Brief: Starting at the top of the listing below, copy each line exactly, stopping after the line that contains "default_value = DEFAULT_FUNCTION)]".

====== Material to process

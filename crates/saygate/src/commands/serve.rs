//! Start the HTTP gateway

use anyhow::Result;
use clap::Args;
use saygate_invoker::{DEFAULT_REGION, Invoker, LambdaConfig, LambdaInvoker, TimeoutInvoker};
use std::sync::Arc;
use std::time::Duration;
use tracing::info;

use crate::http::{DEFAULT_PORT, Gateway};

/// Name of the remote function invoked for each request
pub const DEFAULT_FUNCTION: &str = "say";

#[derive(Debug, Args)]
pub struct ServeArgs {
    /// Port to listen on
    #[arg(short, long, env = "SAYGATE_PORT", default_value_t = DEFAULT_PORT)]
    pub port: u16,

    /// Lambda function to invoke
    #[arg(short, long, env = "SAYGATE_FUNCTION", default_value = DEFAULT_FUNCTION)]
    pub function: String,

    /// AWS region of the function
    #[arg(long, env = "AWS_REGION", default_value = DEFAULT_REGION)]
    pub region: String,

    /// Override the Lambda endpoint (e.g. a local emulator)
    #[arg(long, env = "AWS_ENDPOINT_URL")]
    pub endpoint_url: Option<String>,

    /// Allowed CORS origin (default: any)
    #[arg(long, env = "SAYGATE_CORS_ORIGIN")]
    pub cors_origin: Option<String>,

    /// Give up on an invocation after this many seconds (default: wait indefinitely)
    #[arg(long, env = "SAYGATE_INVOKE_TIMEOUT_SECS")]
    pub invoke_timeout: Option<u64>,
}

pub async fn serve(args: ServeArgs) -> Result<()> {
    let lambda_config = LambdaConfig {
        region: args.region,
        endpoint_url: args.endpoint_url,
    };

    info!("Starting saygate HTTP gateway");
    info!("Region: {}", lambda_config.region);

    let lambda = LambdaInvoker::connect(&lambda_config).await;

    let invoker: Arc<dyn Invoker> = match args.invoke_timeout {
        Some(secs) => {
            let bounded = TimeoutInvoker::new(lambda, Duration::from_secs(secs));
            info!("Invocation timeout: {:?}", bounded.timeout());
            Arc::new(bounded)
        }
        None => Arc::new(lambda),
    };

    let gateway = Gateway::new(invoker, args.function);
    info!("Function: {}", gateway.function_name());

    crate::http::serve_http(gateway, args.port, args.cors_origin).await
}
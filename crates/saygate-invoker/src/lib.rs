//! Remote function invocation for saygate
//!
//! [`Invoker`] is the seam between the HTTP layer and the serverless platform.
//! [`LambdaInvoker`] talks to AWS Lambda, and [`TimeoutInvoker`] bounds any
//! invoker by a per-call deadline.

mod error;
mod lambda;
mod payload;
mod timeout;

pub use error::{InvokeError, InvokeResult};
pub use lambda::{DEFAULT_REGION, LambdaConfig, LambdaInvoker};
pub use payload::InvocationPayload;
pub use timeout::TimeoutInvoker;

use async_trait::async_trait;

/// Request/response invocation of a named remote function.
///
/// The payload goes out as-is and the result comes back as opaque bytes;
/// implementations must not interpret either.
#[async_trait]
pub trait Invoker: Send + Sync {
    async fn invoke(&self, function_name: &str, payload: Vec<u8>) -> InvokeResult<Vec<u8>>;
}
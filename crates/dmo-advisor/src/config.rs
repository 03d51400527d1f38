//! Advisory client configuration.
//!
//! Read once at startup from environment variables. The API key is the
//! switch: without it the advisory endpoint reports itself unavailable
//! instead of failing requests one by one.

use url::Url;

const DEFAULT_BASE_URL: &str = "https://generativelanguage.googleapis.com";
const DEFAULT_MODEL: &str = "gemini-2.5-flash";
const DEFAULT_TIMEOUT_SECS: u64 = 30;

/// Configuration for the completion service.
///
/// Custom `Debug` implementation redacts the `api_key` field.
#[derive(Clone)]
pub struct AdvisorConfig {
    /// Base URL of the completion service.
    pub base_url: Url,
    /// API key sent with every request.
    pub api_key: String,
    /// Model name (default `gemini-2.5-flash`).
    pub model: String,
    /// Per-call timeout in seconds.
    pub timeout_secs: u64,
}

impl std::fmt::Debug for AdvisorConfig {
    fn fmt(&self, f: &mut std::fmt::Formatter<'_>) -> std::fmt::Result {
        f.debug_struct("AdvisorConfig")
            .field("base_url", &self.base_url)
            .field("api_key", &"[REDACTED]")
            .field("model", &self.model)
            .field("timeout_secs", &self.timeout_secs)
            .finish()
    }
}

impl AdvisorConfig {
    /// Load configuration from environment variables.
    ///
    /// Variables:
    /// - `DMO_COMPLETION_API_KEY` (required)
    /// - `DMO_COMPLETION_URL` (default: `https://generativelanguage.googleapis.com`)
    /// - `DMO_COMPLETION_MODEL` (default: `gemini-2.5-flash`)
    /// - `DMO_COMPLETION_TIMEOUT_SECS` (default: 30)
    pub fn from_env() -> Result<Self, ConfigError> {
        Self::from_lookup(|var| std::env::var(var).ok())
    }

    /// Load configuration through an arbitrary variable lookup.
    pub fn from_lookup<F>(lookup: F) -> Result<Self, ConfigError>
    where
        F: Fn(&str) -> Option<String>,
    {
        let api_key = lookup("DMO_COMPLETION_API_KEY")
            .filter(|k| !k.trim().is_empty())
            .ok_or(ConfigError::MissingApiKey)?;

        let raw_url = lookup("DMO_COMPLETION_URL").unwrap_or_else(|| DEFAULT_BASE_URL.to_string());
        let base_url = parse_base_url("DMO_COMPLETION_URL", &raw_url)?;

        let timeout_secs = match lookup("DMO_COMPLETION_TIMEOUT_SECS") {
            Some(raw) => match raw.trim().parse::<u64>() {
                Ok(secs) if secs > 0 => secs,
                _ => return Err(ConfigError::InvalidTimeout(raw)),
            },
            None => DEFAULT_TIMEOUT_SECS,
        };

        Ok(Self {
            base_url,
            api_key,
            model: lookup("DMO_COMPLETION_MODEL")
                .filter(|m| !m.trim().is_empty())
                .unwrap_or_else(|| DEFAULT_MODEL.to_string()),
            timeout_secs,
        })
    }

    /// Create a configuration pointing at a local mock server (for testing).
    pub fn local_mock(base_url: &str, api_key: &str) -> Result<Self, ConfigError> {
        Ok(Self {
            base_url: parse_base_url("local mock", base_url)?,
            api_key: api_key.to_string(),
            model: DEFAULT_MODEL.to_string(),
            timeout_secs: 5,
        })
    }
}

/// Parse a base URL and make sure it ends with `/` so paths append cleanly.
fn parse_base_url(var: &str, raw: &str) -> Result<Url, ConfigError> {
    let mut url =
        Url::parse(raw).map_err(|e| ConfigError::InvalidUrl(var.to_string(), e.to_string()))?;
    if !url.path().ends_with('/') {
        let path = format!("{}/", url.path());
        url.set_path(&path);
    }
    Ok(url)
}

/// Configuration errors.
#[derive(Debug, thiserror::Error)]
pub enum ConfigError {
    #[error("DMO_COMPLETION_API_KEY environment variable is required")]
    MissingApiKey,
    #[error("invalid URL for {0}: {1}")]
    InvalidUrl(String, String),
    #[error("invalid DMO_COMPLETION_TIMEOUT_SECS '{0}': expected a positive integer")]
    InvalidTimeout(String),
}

============

Solved exercise:
filename crates/saygate/src/commands/serve.rs
//! Start the HTTP gateway

use anyhow::Result;
use clap::Args;
use saygate_invoker::{DEFAULT_REGION, Invoker, LambdaConfig, LambdaInvoker, TimeoutInvoker};
use std::sync::Arc;
use std::time::Duration;
use tracing::info;

use crate::http::{DEFAULT_PORT, Gateway};

/// Name of the remote function invoked for each request
pub const DEFAULT_FUNCTION: &str = "say";

#[derive(Debug, Args)]
pub struct ServeArgs {
    /// Port to listen on
    #[arg(short, long, env = "SAYGATE_PORT", default_value_t = DEFAULT_PORT)]
    pub port: u16,

    /// Lambda function to invoke
    #[arg(short, long, env = "SAYGATE_FUNCTION", default_value = DEFAULT_FUNCTION)]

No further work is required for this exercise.